ABC News blows it on supposedly shocking COVID-19 claim

ABC News claimed that last week, the United States suffered its highest number of coronavirus-related deaths in a single day.

The only problem? It’s not true, according to ABC News itself. Other than that, though, the story checks out!

“US reports highest single-day of COVID-19 deaths,” declares the network’s headline, citing Aug. 12 data.

“The United States is reporting the highest number of deaths in a single day — nearly 1,500,” said anchor Diane Macedo. “CDC Director Robert Redfield says everyone in America needs to wear a mask, or this coming fall could be, quote, ‘the worst we’ve ever had.’”

ABC News’s claim appeared not just on its news website. It appeared also on Good Morning America, MSN.com, and elsewhere, as noted by Reason’s Nick Gillespie.

There is just a small problem with the network’s story. It is not true.

As Macedo spoke, an accurate on-air graphic appeared, making the exact opposite point of her shocking claim.

“The graphic at least points out an important qualifier: The 1,490 deaths represent the deadliest day ‘since mid-May,’” Gillespie explains. “In fact, according to The New York Times’ count, the seven-day rolling average number of deaths in April was double what the current numbers are. If you look at the graphic, you can see that peak deaths plainly occurred months ago.”

He adds, “But such attention to such an enormously important detail goes completely missing in the ABC segment, and a less-than-attentive viewer could be forgiven for thinking that the country was in fact experiencing record-setting COVID-19 deaths right now.”

The ABC News screw-up speaks to a much bigger and more serious issue, which is that the press’s handling of the deadly pandemic has been misleading and downright deceptive practically from the get-go.

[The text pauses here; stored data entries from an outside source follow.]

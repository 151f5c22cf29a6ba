//! Rule families over the variables of an [`Encoding`].
//!
//! 1. subject frequency, 2. daily theory uniqueness, 3. weekly lab
//! frequency, 4. daily lab limit, 5. lab parallelism, 6. subject to teacher
//! lookups, 7. per-slot resource exclusivity against fixed data.

use crate::config::Group;
use crate::cp::{Constraint, CpModel, Literal, Sense, Term, Value, VarId};
use crate::data::{Config, Status};
use crate::encoder::Encoding;
use crate::index::{LAB_SESSIONS_PER_WEEK, SESSIONS_PER_WEEK, TimetableIndex};
use crate::registry::{Registry, ResourceId};
use log::{debug, warn};
use std::collections::BTreeSet;

/// At most this many lab blocks per group and day.
pub const MAX_LAB_BLOCKS_PER_DAY: usize = 2;

fn count(vars: Vec<VarId>, values: Vec<Value>, sense: Sense, rhs: usize) -> Constraint {
    Constraint::Count {
        vars,
        values,
        sense,
        rhs,
    }
}

/// Family 1: every core subject reaches exactly three weekly sessions.
pub fn subject_frequency(enc: &Encoding, index: &TimetableIndex<'_>) -> Vec<Constraint> {
    let mut out = Vec::new();
    for (section, tables) in &enc.cohorts {
        let vars: Vec<VarId> = enc.theory_of(section).map(|c| c.subject).collect();
        let fixed = index.fixed_subject_counts(section);
        for (k, subject) in tables.core_subjects.iter().enumerate() {
            let already = fixed.get(subject.as_str()).copied().unwrap_or(0);
            let owed = SESSIONS_PER_WEEK.saturating_sub(already);
            out.push(count(vars.clone(), vec![k as Value], Sense::Eq, owed));
        }
    }
    out
}

/// Family 2: no core subject twice on one day.
pub fn daily_uniqueness(
    enc: &Encoding,
    config: &Config,
    index: &TimetableIndex<'_>,
) -> Vec<Constraint> {
    let mut out = Vec::new();
    for (section, tables) in &enc.cohorts {
        for day in &config.settings.days {
            let vars: Vec<VarId> = enc
                .theory_of(section)
                .filter(|c| &c.day == day)
                .map(|c| c.subject)
                .collect();
            if vars.is_empty() {
                continue;
            }
            let fixed = index.fixed_subjects_on(section, day);
            for (k, subject) in tables.core_subjects.iter().enumerate() {
                let (sense, rhs) = if fixed.contains(subject.as_str()) {
                    (Sense::Eq, 0)
                } else {
                    (Sense::Le, 1)
                };
                out.push(count(vars.clone(), vec![k as Value], sense, rhs));
            }
        }
    }
    out
}

/// Family 3: each lab once per week for each group, fixed blocks included.
pub fn lab_frequency(enc: &Encoding, index: &TimetableIndex<'_>) -> Vec<Constraint> {
    let mut out = Vec::new();
    for (section, tables) in enc.cohorts.iter().filter(|(_, t)| t.sentinels.is_some()) {
        let fixed = index.fixed_lab_counts(section);
        for group in Group::BOTH {
            let vars: Vec<VarId> = enc
                .labs_of(section)
                .map(|c| c.group(group).subject)
                .collect();
            for (k, lab) in tables.labs.iter().enumerate() {
                let already = fixed.get(&(group, lab.as_str())).copied().unwrap_or(0);
                let owed = LAB_SESSIONS_PER_WEEK.saturating_sub(already);
                out.push(count(vars.clone(), vec![k as Value], Sense::Eq, owed));
            }
        }
    }
    out
}

/// Family 4: bounded lab blocks per group and day, fixed blocks included.
pub fn lab_daily_limit(
    enc: &Encoding,
    config: &Config,
    index: &TimetableIndex<'_>,
) -> Vec<Constraint> {
    let mut out = Vec::new();
    for (section, tables) in enc.cohorts.iter().filter(|(_, t)| t.sentinels.is_some()) {
        let real_labs: Vec<Value> = (0..tables.no_lab()).collect();
        for day in &config.settings.days {
            let fixed = index.fixed_labs_on(section, day);
            for group in Group::BOTH {
                let vars: Vec<VarId> = enc
                    .labs_of(section)
                    .filter(|c| &c.day == day)
                    .map(|c| c.group(group).subject)
                    .collect();
                let already = fixed.iter().filter(|(g, _)| *g == group).count();
                let room = MAX_LAB_BLOCKS_PER_DAY.saturating_sub(already);
                // cannot bind otherwise
                if vars.len() > room {
                    out.push(count(vars, real_labs.clone(), Sense::Le, room));
                }
            }
        }
    }
    out
}

/// Family 5: both groups run a lab together or not at all, on different
/// labs in different rooms; a group has a real room iff it has a lab.
pub fn lab_parallelism(enc: &Encoding) -> Vec<Constraint> {
    let mut out = Vec::new();
    for cell in &enc.labs {
        let Some(tables) = enc.cohorts.get(&cell.section) else { continue };
        let Some(sentinels) = tables.sentinels else { continue };
        let no_lab = tables.no_lab();
        let a = cell.group(Group::A);
        let b = cell.group(Group::B);
        let a_has_lab = Literal::Ne(a.subject, no_lab);

        out.push(Constraint::Equivalent {
            lhs: a_has_lab,
            rhs: Literal::Ne(b.subject, no_lab),
        });
        out.push(Constraint::NotEqualIf {
            guard: a_has_lab,
            a: a.subject,
            b: b.subject,
        });
        out.push(Constraint::NotEqualIf {
            guard: a_has_lab,
            a: a.room,
            b: b.room,
        });
        for group in Group::BOTH {
            let vars = cell.group(group);
            out.push(Constraint::Equivalent {
                lhs: Literal::Ne(vars.subject, no_lab),
                rhs: Literal::Ne(vars.room, sentinels[group.index()].lab_room),
            });
        }
    }
    out
}

/// Family 6: derived teacher variables follow the chosen subject.
pub fn teacher_lookups(enc: &Encoding) -> Vec<Constraint> {
    let mut out = Vec::new();
    for cell in &enc.theory {
        let Some(tables) = enc.cohorts.get(&cell.section) else { continue };
        out.push(Constraint::Element {
            index: cell.subject,
            table: tables.core_teachers.clone(),
            target: cell.teacher,
        });
    }
    for cell in &enc.labs {
        let Some(tables) = enc.cohorts.get(&cell.section) else { continue };
        let Some(sentinels) = tables.sentinels else { continue };
        for group in Group::BOTH {
            let vars = cell.group(group);
            out.push(Constraint::Element {
                index: vars.subject,
                table: tables.lab_teacher_table(sentinels[group.index()]),
                target: vars.teacher,
            });
        }
    }
    out
}

/// Members of the three resource pools of one (day, slot).
#[derive(Debug, Default)]
struct Pools {
    teachers: FixedPool,
    theory_rooms: FixedPool,
    lab_rooms: FixedPool,
}

/// Fixed IDs of one pool. A repeat is a clash already in the input: kept
/// when `strict`, otherwise dropped with a warning.
#[derive(Debug, Default)]
struct FixedPool {
    terms: Vec<Term>,
    seen: BTreeSet<ResourceId>,
}

impl FixedPool {
    fn add(&mut self, id: ResourceId, name: &str, strict: bool, at: (&str, &str)) {
        if self.seen.insert(id) || strict {
            self.terms.push(Term::Const(id));
        } else {
            warn!("Fixed data already double-books `{name}` on {} {}", at.0, at.1);
        }
    }
}

fn all_different(terms: Vec<Term>) -> Option<Constraint> {
    terms
        .iter()
        .any(|t| matches!(t, Term::Var(_)))
        .then_some(Constraint::AllDifferent { terms })
}

/// Family 7: no teacher, theory room or lab room is used twice in any
/// (day, slot), counting every cohort's fixed cells.
pub fn resource_exclusivity(
    enc: &Encoding,
    config: &Config,
    index: &TimetableIndex<'_>,
    registry: &Registry,
) -> Vec<Constraint> {
    let strict = config.settings.strict_fixed_data;
    let mut out = Vec::new();
    for day in &config.settings.days {
        for slot in &config.settings.all_slots {
            let mut pools = Pools::default();
            let at = (day.as_str(), slot.as_str());

            for row in index.rows_on(day) {
                let Some(cell) = row.cell(slot).filter(|c| c.status == Status::Assigned) else {
                    continue;
                };
                for teacher in cell.teachers() {
                    if let Some(id) = registry.teachers.id(teacher) {
                        pools.teachers.add(id, teacher, strict, at);
                    }
                }
                for room in cell.rooms() {
                    if let Some(id) = registry.lab_rooms.id(room) {
                        pools.lab_rooms.add(id, room, strict, at);
                    } else if let Some(id) = registry.theory_rooms.id(room) {
                        pools.theory_rooms.add(id, room, strict, at);
                    }
                }
            }

            for cell in enc.theory.iter().filter(|c| &c.day == day && &c.slot == slot) {
                if let Some(tables) = enc.cohorts.get(&cell.section) {
                    pools.theory_rooms.terms.push(Term::Const(tables.home_room));
                }
                pools.teachers.terms.push(Term::Var(cell.teacher));
            }

            for cell in enc.labs.iter().filter(|c| &c.day == day && c.covers(slot)) {
                for group in Group::BOTH {
                    let vars = cell.group(group);
                    pools.teachers.terms.push(Term::Var(vars.teacher));
                    pools.lab_rooms.terms.push(Term::Var(vars.room));
                }
            }

            out.extend(
                [pools.teachers, pools.theory_rooms, pools.lab_rooms]
                    .into_iter()
                    .filter_map(|pool| all_different(pool.terms)),
            );
        }
    }
    out
}

/// Emits every family into the encoding's model.
pub fn generate(
    enc: &mut Encoding,
    config: &Config,
    index: &TimetableIndex<'_>,
    registry: &Registry,
) {
    let families = [
        ("subject_frequency", subject_frequency(enc, index)),
        ("daily_uniqueness", daily_uniqueness(enc, config, index)),
        ("lab_frequency", lab_frequency(enc, index)),
        ("lab_daily_limit", lab_daily_limit(enc, config, index)),
        ("lab_parallelism", lab_parallelism(enc)),
        ("teacher_lookups", teacher_lookups(enc)),
        ("resource_exclusivity", resource_exclusivity(enc, config, index, registry)),
    ];
    let model: &mut CpModel = &mut enc.model;
    for (family, constraints) in families {
        debug!("{family}: {} constraints", constraints.len());
        for c in constraints {
            model.add(c);
        }
    }
}

#[cfg(test)]
mod tests {
    use super::*;
    use crate::data::Timetable;
    use crate::encoder::encode;
    use crate::fixtures;

    fn build(cfg: &Config, tt: &Timetable, sections: &[&str]) -> (Encoding, Registry) {
        let sections: Vec<String> = sections.iter().map(|s| s.to_string()).collect();
        let idx = TimetableIndex::build(cfg, tt).unwrap();
        let reg = Registry::build(cfg, tt, &sections);
        let mut enc = encode(cfg, &idx, &reg, &sections).unwrap();
        generate(&mut enc, cfg, &idx, &reg);
        (enc, reg)
    }

    fn rhs_of(constraints: Vec<Constraint>) -> Vec<usize> {
        constraints
            .into_iter()
            .map(|c| match c {
                Constraint::Count { rhs, .. } => rhs,
                other => panic!("unexpected {other:?}"),
            })
            .collect()
    }

    fn pools_with(enc: &Encoding, term: Term) -> Vec<&Vec<Term>> {
        enc.model
            .constraints()
            .iter()
            .filter_map(|c| match c {
                Constraint::AllDifferent { terms } if terms.contains(&term) => Some(terms),
                _ => None,
            })
            .collect()
    }

    #[test]
    fn frequency_subtracts_fixed_sessions() {
        let cfg = fixtures::config();
        let mut tt = fixtures::twelve_open_cells(&cfg);
        fixtures::mark(&mut tt, "CSE-A", "Friday", "11-12", fixtures::fixed("DS", "T_DS", "R1"));
        let idx = TimetableIndex::build(&cfg, &tt).unwrap();
        let sections = vec!["CSE-A".to_string()];
        let reg = Registry::build(&cfg, &tt, &sections);
        let enc = encode(&cfg, &idx, &reg, &sections).unwrap();

        let family = subject_frequency(&enc, &idx);
        let eleven =
            |c: &Constraint| matches!(c, Constraint::Count { vars, .. } if vars.len() == 11);
        assert!(family.iter().all(eleven));
        assert_eq!(rhs_of(family), vec![2, 3, 3, 3]);

        // DS is fixed on Friday: no open Friday cell may take it.
        let friday_ds = daily_uniqueness(&enc, &cfg, &idx).into_iter().any(|c| {
            matches!(c, Constraint::Count { ref values, sense: Sense::Eq, rhs: 0, ref vars }
                if values == &vec![0] && vars.len() == 1)
        });
        assert!(friday_ds);
    }

    #[test]
    fn daily_limit_only_where_it_can_bind() {
        let cfg = fixtures::config();
        let tt = fixtures::twelve_open_cells(&cfg);
        let (enc, _) = build(&cfg, &tt, &["CSE-A"]);
        let idx = TimetableIndex::build(&cfg, &tt).unwrap();
        // 3 blocks per day, so one limit per (day, group)
        assert_eq!(lab_daily_limit(&enc, &cfg, &idx).len(), 10);
        assert_eq!(rhs_of(lab_frequency(&enc, &idx)), vec![1; 4]);
        assert_eq!(lab_parallelism(&enc).len(), 5 * enc.labs.len());
    }

    #[test]
    fn fixed_lab_blocks_lower_the_lab_targets() {
        let cfg = fixtures::config();
        let mut tt = fixtures::twelve_open_cells(&cfg);
        let lab = fixtures::fixed("OS Lab (G-A) / DS Lab (G-B)", "T_OS / T_DS", "L1 / L2");
        for slot in ["9-10", "10-11"] {
            fixtures::mark(&mut tt, "CSE-A", "Wednesday", slot, lab.clone());
        }
        let (enc, _) = build(&cfg, &tt, &["CSE-A"]);
        let idx = TimetableIndex::build(&cfg, &tt).unwrap();

        // (A, DS Lab), (A, OS Lab), (B, DS Lab), (B, OS Lab)
        assert_eq!(rhs_of(lab_frequency(&enc, &idx)), vec![1, 0, 0, 1]);
        // Wednesday keeps 3 lab variables per group but only one more block fits
        let limits = lab_daily_limit(&enc, &cfg, &idx);
        assert_eq!(limits.len(), 10);
        assert_eq!(rhs_of(limits).iter().filter(|r| **r == 1).count(), 2);
    }

    #[test]
    fn pools_include_other_cohorts_fixed_cells() {
        let cfg = fixtures::config();
        let mut tt = fixtures::twelve_open_cells(&cfg);
        fixtures::mark(&mut tt, "CSE-B", "Monday", "2-3", fixtures::fixed("MATH", "T_MATH", "R2"));
        let (enc, reg) = build(&cfg, &tt, &["CSE-A"]);
        let math = reg.teachers.id("T_MATH").unwrap();
        let open = enc
            .theory
            .iter()
            .find(|c| c.day == "Monday" && c.slot == "2-3")
            .unwrap();

        let pools = pools_with(&enc, Term::Var(open.teacher));
        assert_eq!(pools.len(), 1);
        assert!(pools[0].contains(&Term::Const(math)));
    }

    #[test]
    fn fixed_duplicates_are_kept_once() {
        let mut cfg = fixtures::config();
        let mut tt = fixtures::twelve_open_cells(&cfg);
        for section in ["CSE-A", "CSE-B"] {
            let seminar = fixtures::fixed("Seminar", "T_X", "R9");
            fixtures::mark(&mut tt, section, "Monday", "9-10", seminar);
        }
        let (enc, reg) = build(&cfg, &tt, &["CSE-A"]);
        let tx = Term::Const(reg.teachers.id("T_X").unwrap());
        let pools = pools_with(&enc, tx);
        assert_eq!(pools.len(), 1);
        assert_eq!(pools[0].iter().filter(|t| **t == tx).count(), 1);

        cfg.settings.strict_fixed_data = true;
        let (enc, _) = build(&cfg, &tt, &["CSE-A"]);
        let pools = pools_with(&enc, tx);
        assert_eq!(pools[0].iter().filter(|t| **t == tx).count(), 2);
    }
}
use crate::config::Group;
use crate::cp::{Assignment, Value, VarId};
use crate::data::{CellRecord, Config, Parallel, Status, Timetable};
use crate::encoder::{CohortTables, Encoding, LabCell, TheoryCell};
use crate::error::MaterializeError;
use crate::registry::Registry;
use log::{debug, info};

/// Cells written by one materialization.
#[derive(Debug, Clone, Copy, Default, PartialEq, Eq)]
pub struct Written {
    pub theory_cells: usize,
    pub lab_blocks: usize,
}

struct Decoder<'a> {
    enc: &'a Encoding,
    assignment: &'a Assignment,
    config: &'a Config,
    registry: &'a Registry,
}

impl<'a> Decoder<'a> {
    fn value(&self, var: VarId) -> Result<Value, MaterializeError> {
        self.assignment
            .value(var)
            .ok_or_else(|| MaterializeError::MissingValue(self.enc.model.var(var).name.clone()))
    }

    fn unresolvable(&self, var: VarId, value: Value, kind: &'static str) -> MaterializeError {
        MaterializeError::Unresolvable {
            var: self.enc.model.var(var).name.clone(),
            value,
            kind,
        }
    }

    fn pick<'s>(
        &self,
        list: &'s [String],
        var: VarId,
        kind: &'static str,
    ) -> Result<&'s str, MaterializeError> {
        let value = self.value(var)?;
        usize::try_from(value)
            .ok()
            .and_then(|i| list.get(i))
            .map(String::as_str)
            .ok_or_else(|| self.unresolvable(var, value, kind))
    }

    fn tables(&self, section: &str) -> Result<&'a CohortTables, MaterializeError> {
        self.enc
            .cohorts
            .get(section)
            .ok_or_else(|| MaterializeError::MissingValue(format!("tables of `{section}`")))
    }

    fn theory_record(&self, cell: &TheoryCell) -> Result<CellRecord, MaterializeError> {
        let tables = self.tables(&cell.section)?;
        let value = self.value(cell.subject)?;
        let subject = self.pick(&tables.core_subjects, cell.subject, "core subject")?;
        let teacher = self
            .config
            .teacher_of(&cell.section, subject)
            .ok_or_else(|| self.unresolvable(cell.subject, value, "subject with a teacher"))?;
        let room = self
            .registry
            .theory_rooms
            .name(tables.home_room)
            .ok_or_else(|| self.unresolvable(cell.subject, tables.home_room, "theory room"))?;
        let one = |name: &str| Parallel::One(name.to_string());
        Ok(CellRecord::assigned(one(subject), one(teacher), one(room)))
    }

    /// Lab label, teacher and room of one group.
    fn lab_half(
        &self,
        cell: &LabCell,
        tables: &CohortTables,
        group: Group,
    ) -> Result<(String, String, String), MaterializeError> {
        let vars = cell.group(group);
        let value = self.value(vars.subject)?;
        let lab = self.pick(&tables.labs, vars.subject, "lab")?;
        let teacher = self
            .config
            .lab_teacher_of(&cell.section, lab)
            .ok_or_else(|| self.unresolvable(vars.subject, value, "lab with a teacher"))?;
        let room_id = self.value(vars.room)?;
        let room = self
            .registry
            .lab_rooms
            .name(room_id)
            .filter(|_| !self.registry.is_sentinel_lab_room(room_id))
            .ok_or_else(|| self.unresolvable(vars.room, room_id, "real lab room"))?;
        Ok((
            self.config.settings.lab_label(lab, group),
            teacher.to_string(),
            room.to_string(),
        ))
    }

    /// `None` when the block holds no lab.
    fn lab_record(&self, cell: &LabCell) -> Result<Option<CellRecord>, MaterializeError> {
        let tables = self.tables(&cell.section)?;
        if self.value(cell.group(Group::A).subject)? == tables.no_lab() {
            return Ok(None);
        }
        let (lab_a, teacher_a, room_a) = self.lab_half(cell, tables, Group::A)?;
        let (lab_b, teacher_b, room_b) = self.lab_half(cell, tables, Group::B)?;
        Ok(Some(CellRecord::assigned(
            Parallel::Two(lab_a, lab_b),
            Parallel::Two(teacher_a, teacher_b),
            Parallel::Two(room_a, room_b),
        )))
    }
}

fn write(
    out: &mut Timetable,
    section: &str,
    day: &str,
    slot: &str,
    record: &CellRecord,
) -> Result<(), MaterializeError> {
    let cell = out
        .get_mut(day)
        .and_then(|rows| rows.iter_mut().find(|r| r.section == section))
        .and_then(|row| row.cell_mut(slot))
        .ok_or_else(|| MaterializeError::MissingCell {
            section: section.to_string(),
            day: day.to_string(),
            slot: slot.to_string(),
        })?;
    cell.status = Status::Assigned;
    cell.subject.clone_from(&record.subject);
    cell.teacher.clone_from(&record.teacher);
    cell.room.clone_from(&record.room);
    Ok(())
}

/// Writes a verified assignment into a copy of `timetable`.
///
/// The input is never touched; on error nothing of the copy escapes.
pub fn materialize(
    enc: &Encoding,
    assignment: &Assignment,
    config: &Config,
    registry: &Registry,
    timetable: &Timetable,
) -> Result<(Timetable, Written), MaterializeError> {
    let decoder = Decoder {
        enc,
        assignment,
        config,
        registry,
    };
    let mut out = timetable.clone();
    let mut written = Written::default();

    for cell in &enc.theory {
        let record = decoder.theory_record(cell)?;
        write(&mut out, &cell.section, &cell.day, &cell.slot, &record)?;
        written.theory_cells += 1;
    }

    for cell in &enc.labs {
        let Some(record) = decoder.lab_record(cell)? else { continue };
        for slot in &cell.block.slots {
            write(&mut out, &cell.section, &cell.day, slot, &record)?;
        }
        if let Some(labs) = &record.subject {
            debug!("{} {} {}: {labs}", cell.section, cell.day, cell.block.name);
        }
        written.lab_blocks += 1;
    }

    info!(
        "Materialized {} theory cells and {} lab blocks",
        written.theory_cells, written.lab_blocks
    );
    Ok((out, written))
}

Gillespie says it well when he writes, “The COVID-19 story is a tough one, with new information emerging all the time. But the media, never infallible in the first place, seem increasingly prone to running stories that are not even internally consistent but instead are a hodgepodge of anxiety and apocalypticism.”

At some point, one needs to ask whether it is mere ignorance or maliciousness that has made it possible for so many faulty and outright misleading coronavirus news reports. At some point, you need to start drawing trend lines.

On May 26, ABC News published a report titled, “Who is spreading COVID-19 misinformation and why.”

Curiously, the story does not name ABC News as a culprit.